__Work to complete__:
Each line below should be restated exactly, with nothing dropped.
== Data in this exercise ==
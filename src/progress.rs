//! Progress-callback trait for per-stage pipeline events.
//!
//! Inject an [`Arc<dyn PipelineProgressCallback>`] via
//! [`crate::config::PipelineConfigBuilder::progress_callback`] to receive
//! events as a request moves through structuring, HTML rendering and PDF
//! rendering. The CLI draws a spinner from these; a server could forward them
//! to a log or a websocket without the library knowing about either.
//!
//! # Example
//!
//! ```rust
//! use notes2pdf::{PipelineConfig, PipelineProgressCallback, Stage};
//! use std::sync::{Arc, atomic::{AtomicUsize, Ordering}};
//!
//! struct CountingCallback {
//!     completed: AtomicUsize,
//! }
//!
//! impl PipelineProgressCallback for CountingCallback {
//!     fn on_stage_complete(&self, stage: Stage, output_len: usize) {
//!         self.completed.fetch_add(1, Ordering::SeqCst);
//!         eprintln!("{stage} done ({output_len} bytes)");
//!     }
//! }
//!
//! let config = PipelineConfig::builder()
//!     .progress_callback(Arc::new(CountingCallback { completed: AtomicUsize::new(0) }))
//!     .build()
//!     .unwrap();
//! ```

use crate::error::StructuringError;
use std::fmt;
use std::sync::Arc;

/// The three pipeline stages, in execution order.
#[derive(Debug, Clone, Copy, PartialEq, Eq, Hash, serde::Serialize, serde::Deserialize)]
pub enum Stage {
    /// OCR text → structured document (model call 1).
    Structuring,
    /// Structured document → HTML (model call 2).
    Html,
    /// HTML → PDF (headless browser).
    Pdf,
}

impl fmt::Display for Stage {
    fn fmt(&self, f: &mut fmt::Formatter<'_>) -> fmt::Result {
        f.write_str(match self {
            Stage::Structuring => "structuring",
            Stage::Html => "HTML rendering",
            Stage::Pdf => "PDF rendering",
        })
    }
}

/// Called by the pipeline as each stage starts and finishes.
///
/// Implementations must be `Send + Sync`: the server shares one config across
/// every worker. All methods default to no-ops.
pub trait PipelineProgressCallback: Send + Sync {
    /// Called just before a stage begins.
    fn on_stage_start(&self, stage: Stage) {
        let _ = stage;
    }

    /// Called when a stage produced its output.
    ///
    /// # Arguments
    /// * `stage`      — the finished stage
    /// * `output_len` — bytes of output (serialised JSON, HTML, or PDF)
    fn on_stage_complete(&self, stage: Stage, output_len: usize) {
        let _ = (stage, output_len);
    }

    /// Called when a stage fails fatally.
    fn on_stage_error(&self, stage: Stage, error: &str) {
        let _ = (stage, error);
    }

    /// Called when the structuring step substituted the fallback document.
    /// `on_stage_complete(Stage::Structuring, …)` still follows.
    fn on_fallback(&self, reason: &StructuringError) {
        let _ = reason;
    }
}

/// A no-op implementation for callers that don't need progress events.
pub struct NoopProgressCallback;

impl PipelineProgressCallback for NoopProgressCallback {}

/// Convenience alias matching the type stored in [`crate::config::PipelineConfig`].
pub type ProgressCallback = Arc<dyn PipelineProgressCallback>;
===
__Expected answer__:
filename src/progress.rs
//! Progress-callback trait for per-stage pipeline events.
//!
//! Inject an [`Arc<dyn PipelineProgressCallback>`] via
//! [`crate::config::PipelineConfigBuilder::progress_callback`] to receive
//! events as a request moves through structuring, HTML rendering and PDF
//! rendering. The CLI draws a spinner from these; a server could forward them
//! to a log or a websocket without the library knowing about either.
//!
//! # Example
//!
//! ```rust
//! use notes2pdf::{PipelineConfig, PipelineProgressCallback, Stage};
//! use std::sync::{Arc, atomic::{AtomicUsize, Ordering}};
//!
//! struct CountingCallback {
//!     completed: AtomicUsize,
//! }
//!
//! impl PipelineProgressCallback for CountingCallback {
//!     fn on_stage_complete(&self, stage: Stage, output_len: usize) {
//!         self.completed.fetch_add(1, Ordering::SeqCst);
//!         eprintln!("{stage} done ({output_len} bytes)");
//!     }
//! }
//!
//! let config = PipelineConfig::builder()
//!     .progress_callback(Arc::new(CountingCallback { completed: AtomicUsize::new(0) }))
//!     .build()
//!     .unwrap();
//! ```

use crate::error::StructuringError;
use std::fmt;
use std::sync::Arc;

/// The three pipeline stages, in execution order.
#[derive(Debug, Clone, Copy, PartialEq, Eq, Hash, serde::Serialize, serde::Deserialize)]
pub enum Stage {
    /// OCR text → structured document (model call 1).
    Structuring,
    /// Structured document → HTML (model call 2).
    Html,
    /// HTML → PDF (headless browser).
    Pdf,
}

impl fmt::Display for Stage {
    fn fmt(&self, f: &mut fmt::Formatter<'_>) -> fmt::Result {
        f.write_str(match self {
            Stage::Structuring => "structuring",
            Stage::Html => "HTML rendering",
            Stage::Pdf => "PDF rendering",
        })
    }
}

/// Called by the pipeline as each stage starts and finishes.
///
/// Implementations must be `Send + Sync`: the server shares one config across
/// every worker. All methods default to no-ops.
pub trait PipelineProgressCallback: Send + Sync {
    /// Called just before a stage begins.
    fn on_stage_start(&self, stage: Stage) {
        let _ = stage;
    }

    /// Called when a stage produced its output.
    ///
    /// # Arguments
    /// * `stage`      — the finished stage
    /// * `output_len` — bytes of output (serialised JSON, HTML, or PDF)
    fn on_stage_complete(&self, stage: Stage, output_len: usize) {
        let _ = (stage, output_len);
    }

    /// Called when a stage fails fatally.
    fn on_stage_error(&self, stage: Stage, error: &str) {
        let _ = (stage, error);
    }

    /// Called when the structuring step substituted the fallback document.
    /// `on_stage_complete(Stage::Structuring, …)` still follows.
    fn on_fallback(&self, reason: &StructuringError) {
        let _ = reason;
    }
}

/// A no-op implementation for callers that don't need progress events.
pub struct NoopProgressCallback;

impl PipelineProgressCallback for NoopProgressCallback {}

/// Convenience alias matching the type stored in [`crate::config::PipelineConfig`].
pub type ProgressCallback = Arc<dyn PipelineProgressCallback>;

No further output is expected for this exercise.